Task requirements:
All entries should be printed precisely as written.

========================

//! Connection Adapter
//!
//! Owns the one socket/manager pair of a session. Sequences the open
//! handshake, maps provider events onto [`AdapterSignal`]s and hands the
//! namespace back to the pool on stop.

use log::{debug, error, info, warn};
use parking_lot::{Mutex, RwLock};
use serde_json::Value;
use std::collections::HashMap;
use std::sync::{Arc, Weak};
use url::Url;

use super::state::{AdapterSignal, ConnectionState};
use crate::config::{ConnectOptions, Endpoint, SessionConfig};
use crate::error::{SessionError, SessionResult};
use crate::events::{ListenerId, SignalHub, SignalKind};
use crate::provider::{
    Connector, Manager, ManagerEvent, ManagerPool, MessageHandler, PoolLease, ReadyState, Socket, SocketAck,
    SocketEvent, CLIENT_DISCONNECT_REASON,
};

const SOCKET_LOG: &str = "socket_session::socket";
const MANAGER_LOG: &str = "socket_session::manager";

/// Completion callback of [`ConnectionAdapter::start`]
pub type StartCallback = Box<dyn FnOnce(SessionResult<()>) + Send>;

/// One-shot response callback of [`ConnectionAdapter::send`]
pub type AckCallback = Box<dyn FnOnce(SessionResult<Vec<Value>>) + Send>;

/// Pending wait for the manager to open
struct OpenWait {
    manager: Arc<dyn Manager>,
    listener: Mutex<Option<ListenerId>>,
    callback: Mutex<Option<StartCallback>>,
}

impl OpenWait {
    /// Register a one-shot listener for `open` / `connect_error`
    fn attach(manager: Arc<dyn Manager>, callback: StartCallback) -> Arc<Self> {
        let wait = Arc::new(Self {
            manager: manager.clone(),
            listener: Mutex::new(None),
            callback: Mutex::new(Some(callback)),
        });

        let weak: Weak<OpenWait> = Arc::downgrade(&wait);
        let reconnection_manager = manager.clone();
        let id = manager.on(Arc::new(move |event: &ManagerEvent| {
            let Some(wait) = weak.upgrade() else { return };
            match event {
                ManagerEvent::Open => wait.complete(Ok(())),
                ManagerEvent::ConnectError(reason) => {
                    if reconnection_manager.reconnection() {
                        debug!(target: MANAGER_LOG, "connect_error ({}), provider keeps retrying", reason);
                        wait.complete(Ok(()));
                    } else {
                        wait.complete(Err(SessionError::ConnectFailed(reason.clone())));
                    }
                }
                _ => {}
            }
        }));
        *wait.listener.lock() = Some(id);
        wait
    }

    fn detach(&self) {
        let id = self.listener.lock().take();
        if let Some(id) = id {
            self.manager.off(id);
        }
    }

    fn complete(&self, result: SessionResult<()>) {
        self.detach();
        let callback = self.callback.lock().take();
        if let Some(callback) = callback {
            callback(result);
        }
    }

    /// Drop the callback uninvoked; returns whether one was still pending
    fn cancel(&self) -> bool {
        self.detach();
        self.callback.lock().take().is_some()
    }
}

========================

Task output:
//! Connection Adapter
//!
//! Owns the one socket/manager pair of a session. Sequences the open
//! handshake, maps provider events onto [`AdapterSignal`]s and hands the
//! namespace back to the pool on stop.

use log::{debug, error, info, warn};
use parking_lot::{Mutex, RwLock};
use serde_json::Value;
use std::collections::HashMap;
use std::sync::{Arc, Weak};
use url::Url;

use super::state::{AdapterSignal, ConnectionState};
use crate::config::{ConnectOptions, Endpoint, SessionConfig};
use crate::error::{SessionError, SessionResult};
use crate::events::{ListenerId, SignalHub, SignalKind};
use crate::provider::{
    Connector, Manager, ManagerEvent, ManagerPool, MessageHandler, PoolLease, ReadyState, Socket, SocketAck,
    SocketEvent, CLIENT_DISCONNECT_REASON,
};

const SOCKET_LOG: &str = "socket_session::socket";
const MANAGER_LOG: &str = "socket_session::manager";

/// Completion callback of [`ConnectionAdapter::start`]
pub type StartCallback = Box<dyn FnOnce(SessionResult<()>) + Send>;

/// One-shot response callback of [`ConnectionAdapter::send`]
pub type AckCallback = Box<dyn FnOnce(SessionResult<Vec<Value>>) + Send>;

/// Pending wait for the manager to open
struct OpenWait {
    manager: Arc<dyn Manager>,
    listener: Mutex<Option<ListenerId>>,
    callback: Mutex<Option<StartCallback>>,
}

impl OpenWait {
    /// Register a one-shot listener for `open` / `connect_error`
    fn attach(manager: Arc<dyn Manager>, callback: StartCallback) -> Arc<Self> {
        let wait = Arc::new(Self {
            manager: manager.clone(),
            listener: Mutex::new(None),
            callback: Mutex::new(Some(callback)),
        });

        let weak: Weak<OpenWait> = Arc::downgrade(&wait);
        let reconnection_manager = manager.clone();
        let id = manager.on(Arc::new(move |event: &ManagerEvent| {
            let Some(wait) = weak.upgrade() else { return };
            match event {
                ManagerEvent::Open => wait.complete(Ok(())),
                ManagerEvent::ConnectError(reason) => {
                    if reconnection_manager.reconnection() {
                        debug!(target: MANAGER_LOG, "connect_error ({}), provider keeps retrying", reason);
                        wait.complete(Ok(()));
                    } else {
                        wait.complete(Err(SessionError::ConnectFailed(reason.clone())));
                    }
                }
                _ => {}
            }
        }));
        *wait.listener.lock() = Some(id);
        wait
    }

    fn detach(&self) {
        let id = self.listener.lock().take();
        if let Some(id) = id {
            self.manager.off(id);
        }
    }

    fn complete(&self, result: SessionResult<()>) {
        self.detach();
        let callback = self.callback.lock().take();
        if let Some(callback) = callback {
            callback(result);
        }
    }

    /// Drop the callback uninvoked; returns whether one was still pending
    fn cancel(&self) -> bool {
        self.detach();
        self.callback.lock().take().is_some()
    }
}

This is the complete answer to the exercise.